PROBLEM TO WORK ON:
The records below should be written out again, exactly.

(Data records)
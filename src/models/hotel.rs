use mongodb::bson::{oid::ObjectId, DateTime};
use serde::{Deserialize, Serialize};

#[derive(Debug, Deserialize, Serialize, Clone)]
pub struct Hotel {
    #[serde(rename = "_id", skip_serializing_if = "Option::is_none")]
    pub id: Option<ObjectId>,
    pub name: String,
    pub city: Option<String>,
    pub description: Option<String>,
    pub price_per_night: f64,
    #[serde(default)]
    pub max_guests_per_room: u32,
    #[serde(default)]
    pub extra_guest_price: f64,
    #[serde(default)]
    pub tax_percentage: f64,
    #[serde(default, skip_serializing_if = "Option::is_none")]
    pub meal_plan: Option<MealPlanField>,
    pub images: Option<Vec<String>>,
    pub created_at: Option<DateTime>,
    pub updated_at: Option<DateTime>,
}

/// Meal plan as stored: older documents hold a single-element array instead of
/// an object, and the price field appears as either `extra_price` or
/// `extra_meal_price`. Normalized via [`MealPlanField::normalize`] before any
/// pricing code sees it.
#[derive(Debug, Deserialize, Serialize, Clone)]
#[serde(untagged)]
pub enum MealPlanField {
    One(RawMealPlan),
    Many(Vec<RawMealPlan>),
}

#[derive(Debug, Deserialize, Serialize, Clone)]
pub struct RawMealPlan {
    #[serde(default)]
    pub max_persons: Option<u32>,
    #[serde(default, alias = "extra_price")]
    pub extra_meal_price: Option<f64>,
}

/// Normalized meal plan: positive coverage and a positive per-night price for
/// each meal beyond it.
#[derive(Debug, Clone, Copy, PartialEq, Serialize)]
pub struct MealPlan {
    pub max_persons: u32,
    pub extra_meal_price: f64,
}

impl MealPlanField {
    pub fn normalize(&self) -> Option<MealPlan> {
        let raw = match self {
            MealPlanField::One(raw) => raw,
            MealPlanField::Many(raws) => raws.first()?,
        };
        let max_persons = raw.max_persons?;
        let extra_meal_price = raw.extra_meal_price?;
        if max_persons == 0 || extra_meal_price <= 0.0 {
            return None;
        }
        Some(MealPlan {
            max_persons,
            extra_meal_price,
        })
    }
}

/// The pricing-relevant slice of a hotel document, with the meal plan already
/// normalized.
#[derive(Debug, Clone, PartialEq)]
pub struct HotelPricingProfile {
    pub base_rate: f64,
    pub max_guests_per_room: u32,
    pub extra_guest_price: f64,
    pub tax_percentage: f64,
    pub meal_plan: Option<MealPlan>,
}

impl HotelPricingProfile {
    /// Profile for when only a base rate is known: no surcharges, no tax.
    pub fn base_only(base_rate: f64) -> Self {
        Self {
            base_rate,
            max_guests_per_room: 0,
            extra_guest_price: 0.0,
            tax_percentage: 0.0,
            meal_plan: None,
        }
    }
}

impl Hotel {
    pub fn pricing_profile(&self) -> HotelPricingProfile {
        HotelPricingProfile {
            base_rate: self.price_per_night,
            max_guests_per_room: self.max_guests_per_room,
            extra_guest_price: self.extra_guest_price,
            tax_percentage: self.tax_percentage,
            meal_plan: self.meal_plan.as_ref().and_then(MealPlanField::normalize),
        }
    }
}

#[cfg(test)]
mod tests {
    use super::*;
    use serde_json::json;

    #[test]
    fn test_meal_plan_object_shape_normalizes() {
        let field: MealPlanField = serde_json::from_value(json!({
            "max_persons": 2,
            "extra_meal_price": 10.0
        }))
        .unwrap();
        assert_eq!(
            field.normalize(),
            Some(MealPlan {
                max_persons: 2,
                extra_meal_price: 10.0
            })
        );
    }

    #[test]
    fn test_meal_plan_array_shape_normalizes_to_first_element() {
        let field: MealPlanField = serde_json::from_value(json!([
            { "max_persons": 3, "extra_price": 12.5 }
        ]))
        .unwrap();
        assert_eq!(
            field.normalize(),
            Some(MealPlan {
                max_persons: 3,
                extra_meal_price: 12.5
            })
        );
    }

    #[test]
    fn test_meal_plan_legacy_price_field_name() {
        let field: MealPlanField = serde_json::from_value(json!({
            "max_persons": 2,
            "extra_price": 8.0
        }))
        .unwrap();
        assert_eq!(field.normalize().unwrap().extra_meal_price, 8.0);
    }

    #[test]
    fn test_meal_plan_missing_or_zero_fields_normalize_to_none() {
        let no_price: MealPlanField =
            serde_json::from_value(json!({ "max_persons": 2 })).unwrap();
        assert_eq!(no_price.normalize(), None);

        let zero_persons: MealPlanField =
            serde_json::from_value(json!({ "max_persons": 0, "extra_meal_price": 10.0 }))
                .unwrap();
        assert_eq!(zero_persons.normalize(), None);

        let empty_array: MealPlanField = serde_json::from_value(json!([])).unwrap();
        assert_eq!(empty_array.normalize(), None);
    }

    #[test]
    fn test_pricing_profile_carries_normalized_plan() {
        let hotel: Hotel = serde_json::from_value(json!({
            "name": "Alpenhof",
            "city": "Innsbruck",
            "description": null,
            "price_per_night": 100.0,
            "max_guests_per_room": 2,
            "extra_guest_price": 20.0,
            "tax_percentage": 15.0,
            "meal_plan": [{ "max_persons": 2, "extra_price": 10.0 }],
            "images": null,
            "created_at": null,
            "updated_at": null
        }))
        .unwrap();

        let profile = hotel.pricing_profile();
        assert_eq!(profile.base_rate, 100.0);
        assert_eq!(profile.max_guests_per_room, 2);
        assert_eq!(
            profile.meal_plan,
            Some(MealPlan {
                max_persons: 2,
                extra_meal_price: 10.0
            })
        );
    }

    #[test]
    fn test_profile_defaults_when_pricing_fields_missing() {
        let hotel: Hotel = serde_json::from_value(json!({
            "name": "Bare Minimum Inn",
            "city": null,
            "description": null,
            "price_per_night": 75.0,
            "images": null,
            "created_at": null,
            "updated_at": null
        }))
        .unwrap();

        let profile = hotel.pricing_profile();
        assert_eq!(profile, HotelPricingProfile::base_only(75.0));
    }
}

YOUR SOLUTION:
filename src/models/hotel.rs
use mongodb::bson::{oid::ObjectId, DateTime};
use serde::{Deserialize, Serialize};

#[derive(Debug, Deserialize, Serialize, Clone)]
pub struct Hotel {
    #[serde(rename = "_id", skip_serializing_if = "Option::is_none")]
    pub id: Option<ObjectId>,
    pub name: String,
    pub city: Option<String>,
    pub description: Option<String>,
    pub price_per_night: f64,
    #[serde(default)]
    pub max_guests_per_room: u32,
    #[serde(default)]
    pub extra_guest_price: f64,
    #[serde(default)]
    pub tax_percentage: f64,
    #[serde(default, skip_serializing_if = "Option::is_none")]
    pub meal_plan: Option<MealPlanField>,
    pub images: Option<Vec<String>>,
    pub created_at: Option<DateTime>,
    pub updated_at: Option<DateTime>,
}

/// Meal plan as stored: older documents hold a single-element array instead of
/// an object, and the price field appears as either `extra_price` or
/// `extra_meal_price`. Normalized via [`MealPlanField::normalize`] before any
/// pricing code sees it.
#[derive(Debug, Deserialize, Serialize, Clone)]
#[serde(untagged)]
pub enum MealPlanField {
    One(RawMealPlan),
    Many(Vec<RawMealPlan>),
}

#[derive(Debug, Deserialize, Serialize, Clone)]
pub struct RawMealPlan {
    #[serde(default)]
    pub max_persons: Option<u32>,
    #[serde(default, alias = "extra_price")]
    pub extra_meal_price: Option<f64>,
}

/// Normalized meal plan: positive coverage and a positive per-night price for
/// each meal beyond it.
#[derive(Debug, Clone, Copy, PartialEq, Serialize)]
pub struct MealPlan {
    pub max_persons: u32,
    pub extra_meal_price: f64,
}

impl MealPlanField {
    pub fn normalize(&self) -> Option<MealPlan> {
        let raw = match self {
            MealPlanField::One(raw) => raw,
            MealPlanField::Many(raws) => raws.first()?,
        };
        let max_persons = raw.max_persons?;
        let extra_meal_price = raw.extra_meal_price?;
        if max_persons == 0 || extra_meal_price <= 0.0 {
            return None;
        }
        Some(MealPlan {
            max_persons,
            extra_meal_price,
        })
    }
}

/// The pricing-relevant slice of a hotel document, with the meal plan already
/// normalized.
#[derive(Debug, Clone, PartialEq)]
pub struct HotelPricingProfile {
    pub base_rate: f64,
    pub max_guests_per_room: u32,
    pub extra_guest_price: f64,
    pub tax_percentage: f64,
    pub meal_plan: Option<MealPlan>,
}

impl HotelPricingProfile {
    /// Profile for when only a base rate is known: no surcharges, no tax.
    pub fn base_only(base_rate: f64) -> Self {
        Self {
            base_rate,
            max_guests_per_room: 0,
            extra_guest_price: 0.0,
            tax_percentage: 0.0,
            meal_plan: None,
        }
    }
}

impl Hotel {
    pub fn pricing_profile(&self) -> HotelPricingProfile {
        HotelPricingProfile {
            base_rate: self.price_per_night,
            max_guests_per_room: self.max_guests_per_room,
            extra_guest_price: self.extra_guest_price,
            tax_percentage: self.tax_percentage,
            meal_plan: self.meal_plan.as_ref().and_then(MealPlanField::normalize),
        }
    }
}

#[cfg(test)]
mod tests {
    use super::*;
    use serde_json::json;

    #[test]
    fn test_meal_plan_object_shape_normalizes() {
        let field: MealPlanField = serde_json::from_value(json!({
            "max_persons": 2,
            "extra_meal_price": 10.0
        }))
        .unwrap();
        assert_eq!(
            field.normalize(),
            Some(MealPlan {
                max_persons: 2,
                extra_meal_price: 10.0
            })
        );
    }

    #[test]
    fn test_meal_plan_array_shape_normalizes_to_first_element() {
        let field: MealPlanField = serde_json::from_value(json!([
            { "max_persons": 3, "extra_price": 12.5 }
        ]))
        .unwrap();
        assert_eq!(
            field.normalize(),
            Some(MealPlan {
                max_persons: 3,
                extra_meal_price: 12.5
            })
        );
    }

    #[test]
    fn test_meal_plan_legacy_price_field_name() {
        let field: MealPlanField = serde_json::from_value(json!({
            "max_persons": 2,
            "extra_price": 8.0
        }))
        .unwrap();
        assert_eq!(field.normalize().unwrap().extra_meal_price, 8.0);
    }

    #[test]
    fn test_meal_plan_missing_or_zero_fields_normalize_to_none() {
        let no_price: MealPlanField =
            serde_json::from_value(json!({ "max_persons": 2 })).unwrap();
        assert_eq!(no_price.normalize(), None);

        let zero_persons: MealPlanField =
            serde_json::from_value(json!({ "max_persons": 0, "extra_meal_price": 10.0 }))
                .unwrap();
        assert_eq!(zero_persons.normalize(), None);

        let empty_array: MealPlanField = serde_json::from_value(json!([])).unwrap();
        assert_eq!(empty_array.normalize(), None);
    }

    #[test]
    fn test_pricing_profile_carries_normalized_plan() {
        let hotel: Hotel = serde_json::from_value(json!({
            "name": "Alpenhof",
            "city": "Innsbruck",
            "description": null,
            "price_per_night": 100.0,
            "max_guests_per_room": 2,
            "extra_guest_price": 20.0,
            "tax_percentage": 15.0,
            "meal_plan": [{ "max_persons": 2, "extra_price": 10.0 }],
            "images": null,
            "created_at": null,
            "updated_at": null
        }))
        .unwrap();

        let profile = hotel.pricing_profile();
        assert_eq!(profile.base_rate, 100.0);
        assert_eq!(profile.max_guests_per_room, 2);
        assert_eq!(
            profile.meal_plan,
            Some(MealPlan {
                max_persons: 2,
                extra_meal_price: 10.0
            })
        );
    }

    #[test]
    fn test_profile_defaults_when_pricing_fields_missing() {
        let hotel: Hotel = serde_json::from_value(json!({
            "name": "Bare Minimum Inn",
            "city": null,
            "description": null,
            "price_per_night": 75.0,
            "images": null,
            "created_at": null,
            "updated_at": null
        }))
        .unwrap();

        let profile = hotel.pricing_profile();
        assert_eq!(profile, HotelPricingProfile::base_only(75.0));
    }
}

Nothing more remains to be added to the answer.